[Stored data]
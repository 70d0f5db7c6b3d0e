//! Ready-made player strategies
//!
//! Each constructor returns a boxed `(game, state) -> move` closure fit
//! for [`play_game`](crate::play::play_game). The search-backed players
//! build a fresh searcher per move, so every search call owns its own
//! transposition cache rooted at the mark on move.

use rand::rngs::StdRng;
use rand::seq::IndexedRandom;
use rand::SeedableRng;

use crate::board::Mark;
use crate::eval::Value;
use crate::game::Game;
use crate::play::{PlayError, Strategy};
use crate::search::{cutoff_depth, AlphaBetaSearcher, MinimaxSearcher};

/// Uniformly random legal move, from a seeded RNG.
pub fn random_player<'a, G: Game + 'a>(seed: u64) -> Strategy<'a, G> {
    let mut rng = StdRng::seed_from_u64(seed);
    Box::new(move |game, state| {
        let moves = game.actions(state);
        moves
            .choose(&mut rng)
            .copied()
            .ok_or_else(|| PlayError::NoMove(game.to_move(state)))
    })
}

/// Optimal play via exhaustive memoized minimax.
pub fn minimax_player<'a, G: Game + 'a>() -> Strategy<'a, G> {
    Box::new(|game, state| {
        let mut searcher = MinimaxSearcher::new(game, game.to_move(state));
        let outcome = searcher.search(state)?;
        outcome
            .best
            .ok_or_else(|| PlayError::NoMove(game.to_move(state)))
    })
}

/// Depth-bounded alpha-beta play with an injected heuristic.
pub fn alphabeta_player<'a, G, H>(depth: u32, heuristic: H) -> Strategy<'a, G>
where
    G: Game + 'a,
    H: Fn(&G::State, Mark) -> Value + Copy + 'a,
{
    Box::new(move |game, state| {
        let mut searcher =
            AlphaBetaSearcher::new(game, game.to_move(state), cutoff_depth(depth), heuristic);
        let outcome = searcher.search(state)?;
        outcome
            .best
            .ok_or_else(|| PlayError::NoMove(game.to_move(state)))
    })
}

#[cfg(test)]
mod tests {
    use super::*;
    use crate::board::Pos;
    use crate::eval::evaluate;
    use crate::game::TicTacToe;

    #[test]
    fn test_random_player_is_deterministic_per_seed() {
        let game = TicTacToe::classic();
        let board = game.initial();
        let mut a = random_player::<TicTacToe>(42);
        let mut b = random_player::<TicTacToe>(42);
        assert_eq!(a(&game, &board).unwrap(), b(&game, &board).unwrap());
    }

    #[test]
    fn test_random_player_move_is_legal() {
        let game = TicTacToe::classic();
        let mut board = game.initial();
        let mut player = random_player::<TicTacToe>(7);
        for _ in 0..5 {
            let mv = player(&game, &board).unwrap();
            assert!(board.is_empty(mv));
            board = game.result(&board, mv).unwrap();
        }
    }

    #[test]
    fn test_minimax_player_takes_the_win() {
        let game = TicTacToe::classic();
        let mut board = game.initial();
        for mv in [(0, 0), (1, 0), (0, 1), (1, 1)] {
            board = game.result(&board, Pos::new(mv.0, mv.1)).unwrap();
        }
        let mut player = minimax_player::<TicTacToe>();
        assert_eq!(player(&game, &board).unwrap(), Pos::new(0, 2));
    }

    #[test]
    fn test_alphabeta_player_picks_a_legal_move() {
        let game = TicTacToe::new(4, 4, 4);
        let board = game.initial();
        let mut player = alphabeta_player::<TicTacToe, _>(2, evaluate);
        let mv = player(&game, &board).unwrap();
        assert!(board.is_empty(mv));
    }
}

PROMPT
Retype all of the data exactly, so that nothing differs from what is given.

ANSWER TO THIS TASK
repository 70d0f5db7c6b3d0e
//! Ready-made player strategies
//!
//! Each constructor returns a boxed `(game, state) -> move` closure fit
//! for [`play_game`](crate::play::play_game). The search-backed players
//! build a fresh searcher per move, so every search call owns its own
//! transposition cache rooted at the mark on move.

use rand::rngs::StdRng;
use rand::seq::IndexedRandom;
use rand::SeedableRng;

use crate::board::Mark;
use crate::eval::Value;
use crate::game::Game;
use crate::play::{PlayError, Strategy};
use crate::search::{cutoff_depth, AlphaBetaSearcher, MinimaxSearcher};

/// Uniformly random legal move, from a seeded RNG.
pub fn random_player<'a, G: Game + 'a>(seed: u64) -> Strategy<'a, G> {
    let mut rng = StdRng::seed_from_u64(seed);
    Box::new(move |game, state| {
        let moves = game.actions(state);
        moves
            .choose(&mut rng)
            .copied()
            .ok_or_else(|| PlayError::NoMove(game.to_move(state)))
    })
}

/// Optimal play via exhaustive memoized minimax.
pub fn minimax_player<'a, G: Game + 'a>() -> Strategy<'a, G> {
    Box::new(|game, state| {
        let mut searcher = MinimaxSearcher::new(game, game.to_move(state));
        let outcome = searcher.search(state)?;
        outcome
            .best
            .ok_or_else(|| PlayError::NoMove(game.to_move(state)))
    })
}

/// Depth-bounded alpha-beta play with an injected heuristic.
pub fn alphabeta_player<'a, G, H>(depth: u32, heuristic: H) -> Strategy<'a, G>
where
    G: Game + 'a,
    H: Fn(&G::State, Mark) -> Value + Copy + 'a,
{
    Box::new(move |game, state| {
        let mut searcher =
            AlphaBetaSearcher::new(game, game.to_move(state), cutoff_depth(depth), heuristic);
        let outcome = searcher.search(state)?;
        outcome
            .best
            .ok_or_else(|| PlayError::NoMove(game.to_move(state)))
    })
}

#[cfg(test)]
mod tests {
    use super::*;
    use crate::board::Pos;
    use crate::eval::evaluate;
    use crate::game::TicTacToe;

    #[test]
    fn test_random_player_is_deterministic_per_seed() {
        let game = TicTacToe::classic();
        let board = game.initial();
        let mut a = random_player::<TicTacToe>(42);
        let mut b = random_player::<TicTacToe>(42);
        assert_eq!(a(&game, &board).unwrap(), b(&game, &board).unwrap());
    }

    #[test]
    fn test_random_player_move_is_legal() {
        let game = TicTacToe::classic();
        let mut board = game.initial();
        let mut player = random_player::<TicTacToe>(7);
        for _ in 0..5 {
            let mv = player(&game, &board).unwrap();
            assert!(board.is_empty(mv));
            board = game.result(&board, mv).unwrap();
        }
    }

    #[test]
    fn test_minimax_player_takes_the_win() {
        let game = TicTacToe::classic();
        let mut board = game.initial();
        for mv in [(0, 0), (1, 0), (0, 1), (1, 1)] {
            board = game.result(&board, Pos::new(mv.0, mv.1)).unwrap();
        }
        let mut player = minimax_player::<TicTacToe>();
        assert_eq!(player(&game, &board).unwrap(), Pos::new(0, 2));
    }

    #[test]
    fn test_alphabeta_player_picks_a_legal_move() {
        let game = TicTacToe::new(4, 4, 4);
        let board = game.initial();
        let mut player = alphabeta_player::<TicTacToe, _>(2, evaluate);
        let mv = player(&game, &board).unwrap();
        assert!(board.is_empty(mv));
    }
}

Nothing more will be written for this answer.